Collected data entries:
+--

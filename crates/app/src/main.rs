use std::path::PathBuf;
use std::sync::Arc;

use anyhow::{Context, Result};
use clap::{Parser, Subcommand};
use course_core::model::{Answers, CourseId, EnrollmentKey, LearnerId, LectureRef};
use serde_json::Value;
use services::{
    Clock, EnrollmentRoster, LocalCertificateIssuer, ProgressChanged, ProgressSink,
    ProgressionConfig, ProgressionError, ProgressionService,
};
use storage::repository::Storage;
use tracing::{info, warn};
use tracing_subscriber::{layer::SubscriberExt, util::SubscriberInitExt};

mod catalog;
mod db;

use catalog::JsonDirCatalog;

#[derive(Parser)]
#[command(name = "course-progress")]
#[command(author, version, about = "Track learner progress through courses", long_about = None)]
struct Cli {
    /// SQLite database URL or file path
    #[arg(long, env = "PROGRESS_DB_URL", default_value = "sqlite://progress.sqlite3")]
    db: String,

    /// Directory holding `<course_id>.json` content files
    #[arg(long, env = "PROGRESS_CONTENT_DIR", default_value = "content")]
    content_dir: PathBuf,

    /// Learner acting on the course
    #[arg(long, env = "PROGRESS_LEARNER_ID")]
    learner: LearnerId,

    /// Courses the learner is enrolled in (defaults to every course with content)
    #[arg(long, value_delimiter = ',')]
    enrolled: Vec<CourseId>,

    #[command(subcommand)]
    command: Command,
}

#[derive(Subcommand)]
enum Command {
    /// Show progress, readiness and the next lecture
    Snapshot { course: CourseId },
    /// Show which lectures are unlocked
    Unlocks { course: CourseId },
    /// Mark a lecture as completed
    CompleteLecture {
        course: CourseId,
        module: usize,
        lecture: usize,
        /// Watched percentage to record alongside the completion
        #[arg(long, default_value_t = 100)]
        watched: u8,
    },
    /// Record how much of a lecture has been watched
    Watch {
        course: CourseId,
        module: usize,
        lecture: usize,
        percentage: u8,
    },
    /// Submit quiz answers as `question=option` pairs, e.g. `0=1,1=3`
    SubmitQuiz {
        course: CourseId,
        module: usize,
        lecture: usize,
        #[arg(value_delimiter = ',', value_parser = parse_answer, required = true)]
        answers: Vec<(usize, usize)>,
    },
    /// Finalize a course and issue a certificate
    CompleteCourse { course: CourseId },
    /// List graded quiz attempts, newest first
    Attempts {
        course: CourseId,
        module: usize,
        lecture: usize,
        #[arg(long, default_value_t = 20)]
        limit: u32,
    },
    /// Mark stored progress as retired after unenrolling
    Retire { course: CourseId },
}

fn parse_answer(raw: &str) -> Result<(usize, usize), String> {
    let (question, option) = raw
        .split_once('=')
        .ok_or_else(|| format!("expected question=option, got `{raw}`"))?;
    let question = question
        .trim()
        .parse()
        .map_err(|_| format!("invalid question index `{question}`"))?;
    let option = option
        .trim()
        .parse()
        .map_err(|_| format!("invalid option index `{option}`"))?;
    Ok((question, option))
}

/// Prints every event as one JSON line on stdout.
struct JsonLineSink;

impl ProgressSink for JsonLineSink {
    fn publish(&self, event: ProgressChanged) {
        match serde_json::to_string(&serde_json::json!({ "event": event })) {
            Ok(line) => println!("{line}"),
            Err(err) => warn!(error = %err, "could not encode progress event"),
        }
    }
}

fn classified(err: ProgressionError) -> anyhow::Error {
    let kind = err.kind();
    anyhow::Error::new(err).context(kind.to_string())
}

fn print_json(value: &impl serde::Serialize) -> Result<()> {
    println!("{}", serde_json::to_string_pretty(value)?);
    Ok(())
}

async fn run(cli: Cli) -> Result<()> {
    let db_url = db::normalize_sqlite_url(&cli.db);
    // Open + migrate SQLite in the binary glue so core/services stay pure.
    db::prepare_sqlite_file(&db_url)?;
    let storage = Storage::sqlite(&db_url)
        .await
        .with_context(|| format!("opening {db_url}"))?;

    let catalog = JsonDirCatalog::new(&cli.content_dir);
    let enrolled = if cli.enrolled.is_empty() {
        catalog
            .course_ids()
            .await
            .with_context(|| format!("listing {}", cli.content_dir.display()))?
    } else {
        cli.enrolled.clone()
    };
    let roster = EnrollmentRoster::with_enrollments(
        enrolled
            .into_iter()
            .map(|course| EnrollmentKey::new(cli.learner, course)),
    );

    let service = ProgressionService::new(
        Clock::default_clock(),
        Arc::clone(&storage.progress),
        Arc::new(catalog),
        Arc::new(roster),
        Arc::new(LocalCertificateIssuer),
        Arc::new(JsonLineSink),
    )
    .with_config(ProgressionConfig::from_env());

    let learner = cli.learner;
    match cli.command {
        Command::Snapshot { course } => {
            let snapshot = service
                .progress_snapshot(learner, course)
                .await
                .map_err(classified)?;
            print_json(&snapshot)
        }
        Command::Unlocks { course } => {
            let map = service
                .unlock_map(learner, course)
                .await
                .map_err(classified)?;
            let rows: Vec<Value> = map
                .into_iter()
                .map(|(at, unlocked)| {
                    serde_json::json!({
                        "module": at.module,
                        "lecture": at.lecture,
                        "unlocked": unlocked,
                    })
                })
                .collect();
            print_json(&rows)
        }
        Command::CompleteLecture {
            course,
            module,
            lecture,
            watched,
        } => {
            let snapshot = service
                .complete_lecture(learner, course, LectureRef::new(module, lecture), watched)
                .await
                .map_err(classified)?;
            print_json(&snapshot)
        }
        Command::Watch {
            course,
            module,
            lecture,
            percentage,
        } => {
            let snapshot = service
                .record_watch_progress(learner, course, LectureRef::new(module, lecture), percentage)
                .await
                .map_err(classified)?;
            print_json(&snapshot)
        }
        Command::SubmitQuiz {
            course,
            module,
            lecture,
            answers,
        } => {
            let answers: Answers = answers.into_iter().collect();
            let submission = service
                .submit_quiz(learner, course, LectureRef::new(module, lecture), &answers)
                .await
                .map_err(classified)?;
            print_json(&submission)
        }
        Command::CompleteCourse { course } => {
            let completion = service
                .complete_course(learner, course)
                .await
                .map_err(classified)?;
            if let Some(certificate) = completion.certificate_id {
                info!(%certificate, "certificate issued");
            }
            print_json(&completion)
        }
        Command::Attempts {
            course,
            module,
            lecture,
            limit,
        } => {
            let attempts = service
                .quiz_attempts(learner, course, LectureRef::new(module, lecture), limit)
                .await
                .map_err(classified)?;
            print_json(&attempts)
        }
        Command::Retire { course } => {
            let snapshot = service
                .retire_enrollment(learner, course)
                .await
                .map_err(classified)?;
            print_json(&snapshot)
        }
    }
}

#[tokio::main]
async fn main() -> Result<()> {
    dotenvy::dotenv().ok();
    tracing_subscriber::registry()
        .with(
            tracing_subscriber::EnvFilter::try_from_default_env()
                .unwrap_or_else(|_| "services=info,app=info".into()),
        )
        .with(tracing_subscriber::fmt::layer().with_writer(std::io::stderr))
        .init();

    run(Cli::parse()).await
}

+--

**WORK REQUIRED:** Each record should come back exactly as written.

**RESPONSE BELOW:**
filename crates/app/src/main.rs
use std::path::PathBuf;
use std::sync::Arc;

use anyhow::{Context, Result};
use clap::{Parser, Subcommand};
use course_core::model::{Answers, CourseId, EnrollmentKey, LearnerId, LectureRef};
use serde_json::Value;
use services::{
    Clock, EnrollmentRoster, LocalCertificateIssuer, ProgressChanged, ProgressSink,
    ProgressionConfig, ProgressionError, ProgressionService,
};
use storage::repository::Storage;
use tracing::{info, warn};
use tracing_subscriber::{layer::SubscriberExt, util::SubscriberInitExt};

mod catalog;
mod db;

use catalog::JsonDirCatalog;

#[derive(Parser)]
#[command(name = "course-progress")]
#[command(author, version, about = "Track learner progress through courses", long_about = None)]
struct Cli {
    /// SQLite database URL or file path
    #[arg(long, env = "PROGRESS_DB_URL", default_value = "sqlite://progress.sqlite3")]
    db: String,

    /// Directory holding `<course_id>.json` content files
    #[arg(long, env = "PROGRESS_CONTENT_DIR", default_value = "content")]
    content_dir: PathBuf,

    /// Learner acting on the course
    #[arg(long, env = "PROGRESS_LEARNER_ID")]
    learner: LearnerId,

    /// Courses the learner is enrolled in (defaults to every course with content)
    #[arg(long, value_delimiter = ',')]
    enrolled: Vec<CourseId>,

    #[command(subcommand)]
    command: Command,
}

#[derive(Subcommand)]
enum Command {
    /// Show progress, readiness and the next lecture
    Snapshot { course: CourseId },
    /// Show which lectures are unlocked
    Unlocks { course: CourseId },
    /// Mark a lecture as completed
    CompleteLecture {
        course: CourseId,
        module: usize,
        lecture: usize,
        /// Watched percentage to record alongside the completion
        #[arg(long, default_value_t = 100)]
        watched: u8,
    },
    /// Record how much of a lecture has been watched
    Watch {
        course: CourseId,
        module: usize,
        lecture: usize,
        percentage: u8,
    },
    /// Submit quiz answers as `question=option` pairs, e.g. `0=1,1=3`
    SubmitQuiz {
        course: CourseId,
        module: usize,
        lecture: usize,
        #[arg(value_delimiter = ',', value_parser = parse_answer, required = true)]
        answers: Vec<(usize, usize)>,
    },
    /// Finalize a course and issue a certificate
    CompleteCourse { course: CourseId },
    /// List graded quiz attempts, newest first
    Attempts {
        course: CourseId,
        module: usize,
        lecture: usize,
        #[arg(long, default_value_t = 20)]
        limit: u32,
    },
    /// Mark stored progress as retired after unenrolling
    Retire { course: CourseId },
}

fn parse_answer(raw: &str) -> Result<(usize, usize), String> {
    let (question, option) = raw
        .split_once('=')
        .ok_or_else(|| format!("expected question=option, got `{raw}`"))?;
    let question = question
        .trim()
        .parse()
        .map_err(|_| format!("invalid question index `{question}`"))?;
    let option = option
        .trim()
        .parse()
        .map_err(|_| format!("invalid option index `{option}`"))?;
    Ok((question, option))
}

/// Prints every event as one JSON line on stdout.
struct JsonLineSink;

impl ProgressSink for JsonLineSink {
    fn publish(&self, event: ProgressChanged) {
        match serde_json::to_string(&serde_json::json!({ "event": event })) {
            Ok(line) => println!("{line}"),
            Err(err) => warn!(error = %err, "could not encode progress event"),
        }
    }
}

fn classified(err: ProgressionError) -> anyhow::Error {
    let kind = err.kind();
    anyhow::Error::new(err).context(kind.to_string())
}

fn print_json(value: &impl serde::Serialize) -> Result<()> {
    println!("{}", serde_json::to_string_pretty(value)?);
    Ok(())
}

async fn run(cli: Cli) -> Result<()> {
    let db_url = db::normalize_sqlite_url(&cli.db);
    // Open + migrate SQLite in the binary glue so core/services stay pure.
    db::prepare_sqlite_file(&db_url)?;
    let storage = Storage::sqlite(&db_url)
        .await
        .with_context(|| format!("opening {db_url}"))?;

    let catalog = JsonDirCatalog::new(&cli.content_dir);
    let enrolled = if cli.enrolled.is_empty() {
        catalog
            .course_ids()
            .await
            .with_context(|| format!("listing {}", cli.content_dir.display()))?
    } else {
        cli.enrolled.clone()
    };
    let roster = EnrollmentRoster::with_enrollments(
        enrolled
            .into_iter()
            .map(|course| EnrollmentKey::new(cli.learner, course)),
    );

    let service = ProgressionService::new(
        Clock::default_clock(),
        Arc::clone(&storage.progress),
        Arc::new(catalog),
        Arc::new(roster),
        Arc::new(LocalCertificateIssuer),
        Arc::new(JsonLineSink),
    )
    .with_config(ProgressionConfig::from_env());

    let learner = cli.learner;
    match cli.command {
        Command::Snapshot { course } => {
            let snapshot = service
                .progress_snapshot(learner, course)
                .await
                .map_err(classified)?;
            print_json(&snapshot)
        }
        Command::Unlocks { course } => {
            let map = service
                .unlock_map(learner, course)
                .await
                .map_err(classified)?;
            let rows: Vec<Value> = map
                .into_iter()
                .map(|(at, unlocked)| {
                    serde_json::json!({
                        "module": at.module,
                        "lecture": at.lecture,
                        "unlocked": unlocked,
                    })
                })
                .collect();
            print_json(&rows)
        }
        Command::CompleteLecture {
            course,
            module,
            lecture,
            watched,
        } => {
            let snapshot = service
                .complete_lecture(learner, course, LectureRef::new(module, lecture), watched)
                .await
                .map_err(classified)?;
            print_json(&snapshot)
        }
        Command::Watch {
            course,
            module,
            lecture,
            percentage,
        } => {
            let snapshot = service
                .record_watch_progress(learner, course, LectureRef::new(module, lecture), percentage)
                .await
                .map_err(classified)?;
            print_json(&snapshot)
        }
        Command::SubmitQuiz {
            course,
            module,
            lecture,
            answers,
        } => {
            let answers: Answers = answers.into_iter().collect();
            let submission = service
                .submit_quiz(learner, course, LectureRef::new(module, lecture), &answers)
                .await
                .map_err(classified)?;
            print_json(&submission)
        }
        Command::CompleteCourse { course } => {
            let completion = service
                .complete_course(learner, course)
                .await
                .map_err(classified)?;
            if let Some(certificate) = completion.certificate_id {
                info!(%certificate, "certificate issued");
            }
            print_json(&completion)
        }
        Command::Attempts {
            course,
            module,
            lecture,
            limit,
        } => {
            let attempts = service
                .quiz_attempts(learner, course, LectureRef::new(module, lecture), limit)
                .await
                .map_err(classified)?;
            print_json(&attempts)
        }
        Command::Retire { course } => {
            let snapshot = service
                .retire_enrollment(learner, course)
                .await
                .map_err(classified)?;
            print_json(&snapshot)
        }
    }
}

#[tokio::main]
async fn main() -> Result<()> {
    dotenvy::dotenv().ok();
    tracing_subscriber::registry()
        .with(
            tracing_subscriber::EnvFilter::try_from_default_env()
                .unwrap_or_else(|_| "services=info,app=info".into()),
        )
        .with(tracing_subscriber::fmt::layer().with_writer(std::io::stderr))
        .init();

    run(Cli::parse()).await
}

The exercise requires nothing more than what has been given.